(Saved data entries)

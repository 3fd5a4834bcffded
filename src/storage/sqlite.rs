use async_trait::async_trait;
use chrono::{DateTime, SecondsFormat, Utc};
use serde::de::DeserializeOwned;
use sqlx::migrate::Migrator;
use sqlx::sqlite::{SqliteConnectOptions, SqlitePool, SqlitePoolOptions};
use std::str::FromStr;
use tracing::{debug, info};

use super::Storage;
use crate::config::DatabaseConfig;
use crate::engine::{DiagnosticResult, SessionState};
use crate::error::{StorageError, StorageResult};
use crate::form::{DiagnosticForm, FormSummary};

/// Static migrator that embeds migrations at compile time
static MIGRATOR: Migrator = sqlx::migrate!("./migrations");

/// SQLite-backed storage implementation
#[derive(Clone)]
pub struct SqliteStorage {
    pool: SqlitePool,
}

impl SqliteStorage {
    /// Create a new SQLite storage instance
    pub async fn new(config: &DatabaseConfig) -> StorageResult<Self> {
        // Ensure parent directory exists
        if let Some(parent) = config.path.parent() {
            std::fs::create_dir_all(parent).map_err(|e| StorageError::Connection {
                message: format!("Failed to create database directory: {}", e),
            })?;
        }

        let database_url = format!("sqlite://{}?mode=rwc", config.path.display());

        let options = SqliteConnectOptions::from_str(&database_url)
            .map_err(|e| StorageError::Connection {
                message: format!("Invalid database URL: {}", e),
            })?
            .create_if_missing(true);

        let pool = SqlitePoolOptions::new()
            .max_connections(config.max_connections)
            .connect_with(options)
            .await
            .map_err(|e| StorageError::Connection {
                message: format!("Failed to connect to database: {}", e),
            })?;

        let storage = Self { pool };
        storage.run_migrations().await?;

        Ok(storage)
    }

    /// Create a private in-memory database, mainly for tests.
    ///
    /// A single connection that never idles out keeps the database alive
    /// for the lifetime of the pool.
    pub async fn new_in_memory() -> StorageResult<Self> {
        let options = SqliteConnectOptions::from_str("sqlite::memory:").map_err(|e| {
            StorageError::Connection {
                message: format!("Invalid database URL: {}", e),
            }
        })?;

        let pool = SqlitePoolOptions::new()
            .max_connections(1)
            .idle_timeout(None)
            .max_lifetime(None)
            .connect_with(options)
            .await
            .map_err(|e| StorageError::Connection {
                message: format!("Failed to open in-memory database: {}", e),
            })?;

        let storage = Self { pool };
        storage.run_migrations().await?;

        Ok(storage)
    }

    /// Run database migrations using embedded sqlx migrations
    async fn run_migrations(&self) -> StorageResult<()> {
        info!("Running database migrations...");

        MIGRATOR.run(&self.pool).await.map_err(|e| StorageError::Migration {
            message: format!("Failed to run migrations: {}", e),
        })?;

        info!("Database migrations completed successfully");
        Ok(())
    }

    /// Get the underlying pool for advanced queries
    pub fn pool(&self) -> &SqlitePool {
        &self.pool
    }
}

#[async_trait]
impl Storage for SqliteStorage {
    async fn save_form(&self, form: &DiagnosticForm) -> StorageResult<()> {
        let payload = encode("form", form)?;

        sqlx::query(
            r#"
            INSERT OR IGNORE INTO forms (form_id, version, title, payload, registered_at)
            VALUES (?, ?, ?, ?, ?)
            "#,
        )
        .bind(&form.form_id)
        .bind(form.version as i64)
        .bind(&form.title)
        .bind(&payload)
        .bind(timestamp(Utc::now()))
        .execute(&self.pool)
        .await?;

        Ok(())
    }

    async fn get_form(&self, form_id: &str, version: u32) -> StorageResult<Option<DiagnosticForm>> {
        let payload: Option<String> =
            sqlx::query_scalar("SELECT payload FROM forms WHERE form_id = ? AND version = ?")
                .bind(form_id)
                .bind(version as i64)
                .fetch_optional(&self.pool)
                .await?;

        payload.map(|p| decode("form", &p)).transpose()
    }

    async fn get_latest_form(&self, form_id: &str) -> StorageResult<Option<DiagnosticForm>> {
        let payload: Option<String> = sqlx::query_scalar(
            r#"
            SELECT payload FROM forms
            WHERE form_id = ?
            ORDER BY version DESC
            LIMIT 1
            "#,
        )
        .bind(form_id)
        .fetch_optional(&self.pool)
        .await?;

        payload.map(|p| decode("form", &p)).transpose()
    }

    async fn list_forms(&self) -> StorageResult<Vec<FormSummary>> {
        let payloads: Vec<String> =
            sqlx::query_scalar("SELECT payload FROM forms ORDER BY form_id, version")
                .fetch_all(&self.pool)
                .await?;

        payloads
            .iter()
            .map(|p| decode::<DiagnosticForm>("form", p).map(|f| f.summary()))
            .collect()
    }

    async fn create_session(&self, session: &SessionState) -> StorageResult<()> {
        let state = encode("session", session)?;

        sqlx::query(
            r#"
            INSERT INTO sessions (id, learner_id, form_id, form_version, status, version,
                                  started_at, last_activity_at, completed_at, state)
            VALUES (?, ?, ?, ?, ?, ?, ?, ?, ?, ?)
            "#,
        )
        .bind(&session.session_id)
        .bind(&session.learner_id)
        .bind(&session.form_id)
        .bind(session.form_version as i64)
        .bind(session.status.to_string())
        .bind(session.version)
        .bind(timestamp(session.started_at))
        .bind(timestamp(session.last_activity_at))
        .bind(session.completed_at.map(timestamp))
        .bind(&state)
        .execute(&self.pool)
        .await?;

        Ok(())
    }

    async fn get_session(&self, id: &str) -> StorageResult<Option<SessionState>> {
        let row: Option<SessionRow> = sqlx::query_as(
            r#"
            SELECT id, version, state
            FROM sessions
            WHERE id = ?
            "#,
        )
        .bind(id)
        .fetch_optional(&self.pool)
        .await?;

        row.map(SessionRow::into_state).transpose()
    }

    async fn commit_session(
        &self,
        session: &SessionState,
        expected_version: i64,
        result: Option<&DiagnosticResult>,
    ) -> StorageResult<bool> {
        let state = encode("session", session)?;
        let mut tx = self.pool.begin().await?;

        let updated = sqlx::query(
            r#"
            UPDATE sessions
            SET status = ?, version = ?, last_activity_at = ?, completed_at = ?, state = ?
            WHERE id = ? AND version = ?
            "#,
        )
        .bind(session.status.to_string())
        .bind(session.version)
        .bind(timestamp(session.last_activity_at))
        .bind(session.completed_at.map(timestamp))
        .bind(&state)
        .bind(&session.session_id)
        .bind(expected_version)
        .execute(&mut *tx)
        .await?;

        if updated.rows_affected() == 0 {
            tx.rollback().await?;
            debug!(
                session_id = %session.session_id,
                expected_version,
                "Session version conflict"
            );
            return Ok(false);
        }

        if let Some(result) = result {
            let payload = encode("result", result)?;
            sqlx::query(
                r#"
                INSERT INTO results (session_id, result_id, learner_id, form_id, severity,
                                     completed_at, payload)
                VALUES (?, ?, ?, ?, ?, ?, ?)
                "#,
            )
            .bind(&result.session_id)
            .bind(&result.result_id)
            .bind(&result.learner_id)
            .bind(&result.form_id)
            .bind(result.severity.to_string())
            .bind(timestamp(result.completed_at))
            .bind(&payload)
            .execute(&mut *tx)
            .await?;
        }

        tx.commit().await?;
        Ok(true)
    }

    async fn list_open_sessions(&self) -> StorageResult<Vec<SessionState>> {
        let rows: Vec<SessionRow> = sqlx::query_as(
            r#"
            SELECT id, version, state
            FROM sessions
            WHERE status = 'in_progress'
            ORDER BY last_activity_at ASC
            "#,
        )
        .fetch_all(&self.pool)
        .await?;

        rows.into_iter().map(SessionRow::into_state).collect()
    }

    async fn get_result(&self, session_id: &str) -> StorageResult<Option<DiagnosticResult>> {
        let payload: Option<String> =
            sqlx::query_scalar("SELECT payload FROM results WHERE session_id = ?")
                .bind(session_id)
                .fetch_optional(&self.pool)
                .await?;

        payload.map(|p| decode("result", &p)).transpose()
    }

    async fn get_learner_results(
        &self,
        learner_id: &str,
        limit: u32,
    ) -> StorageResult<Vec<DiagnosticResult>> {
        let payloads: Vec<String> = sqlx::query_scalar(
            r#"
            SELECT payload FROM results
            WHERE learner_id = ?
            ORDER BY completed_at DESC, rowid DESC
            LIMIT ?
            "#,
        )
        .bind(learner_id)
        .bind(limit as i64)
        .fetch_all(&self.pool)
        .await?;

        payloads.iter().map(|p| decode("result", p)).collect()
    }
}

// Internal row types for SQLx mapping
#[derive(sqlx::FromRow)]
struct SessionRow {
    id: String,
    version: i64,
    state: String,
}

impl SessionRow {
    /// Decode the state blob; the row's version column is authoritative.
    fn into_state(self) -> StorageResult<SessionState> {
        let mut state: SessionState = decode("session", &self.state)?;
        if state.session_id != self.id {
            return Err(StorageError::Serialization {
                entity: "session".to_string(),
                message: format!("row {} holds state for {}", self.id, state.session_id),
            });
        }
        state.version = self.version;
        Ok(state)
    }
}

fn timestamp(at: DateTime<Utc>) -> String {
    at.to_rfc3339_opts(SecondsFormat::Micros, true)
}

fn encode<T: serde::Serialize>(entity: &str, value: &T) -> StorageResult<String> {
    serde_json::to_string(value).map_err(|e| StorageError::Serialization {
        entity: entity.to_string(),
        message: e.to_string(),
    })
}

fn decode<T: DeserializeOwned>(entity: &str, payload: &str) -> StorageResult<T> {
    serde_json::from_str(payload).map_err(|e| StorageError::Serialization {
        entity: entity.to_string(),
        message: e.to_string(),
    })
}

▶ _Instructions for the task_:
The lines to copy run from the one containing "at.to_rfc3339_opts(SecondsFormat::Micros, true)" through the last line above. Copy them exactly and include nothing else.

▶ _Result of the exercise_:
    at.to_rfc3339_opts(SecondsFormat::Micros, true)
}

fn encode<T: serde::Serialize>(entity: &str, value: &T) -> StorageResult<String> {
    serde_json::to_string(value).map_err(|e| StorageError::Serialization {
        entity: entity.to_string(),
        message: e.to_string(),
    })
}

fn decode<T: DeserializeOwned>(entity: &str, payload: &str) -> StorageResult<T> {
    serde_json::from_str(payload).map_err(|e| StorageError::Serialization {
        entity: entity.to_string(),
        message: e.to_string(),
    })
}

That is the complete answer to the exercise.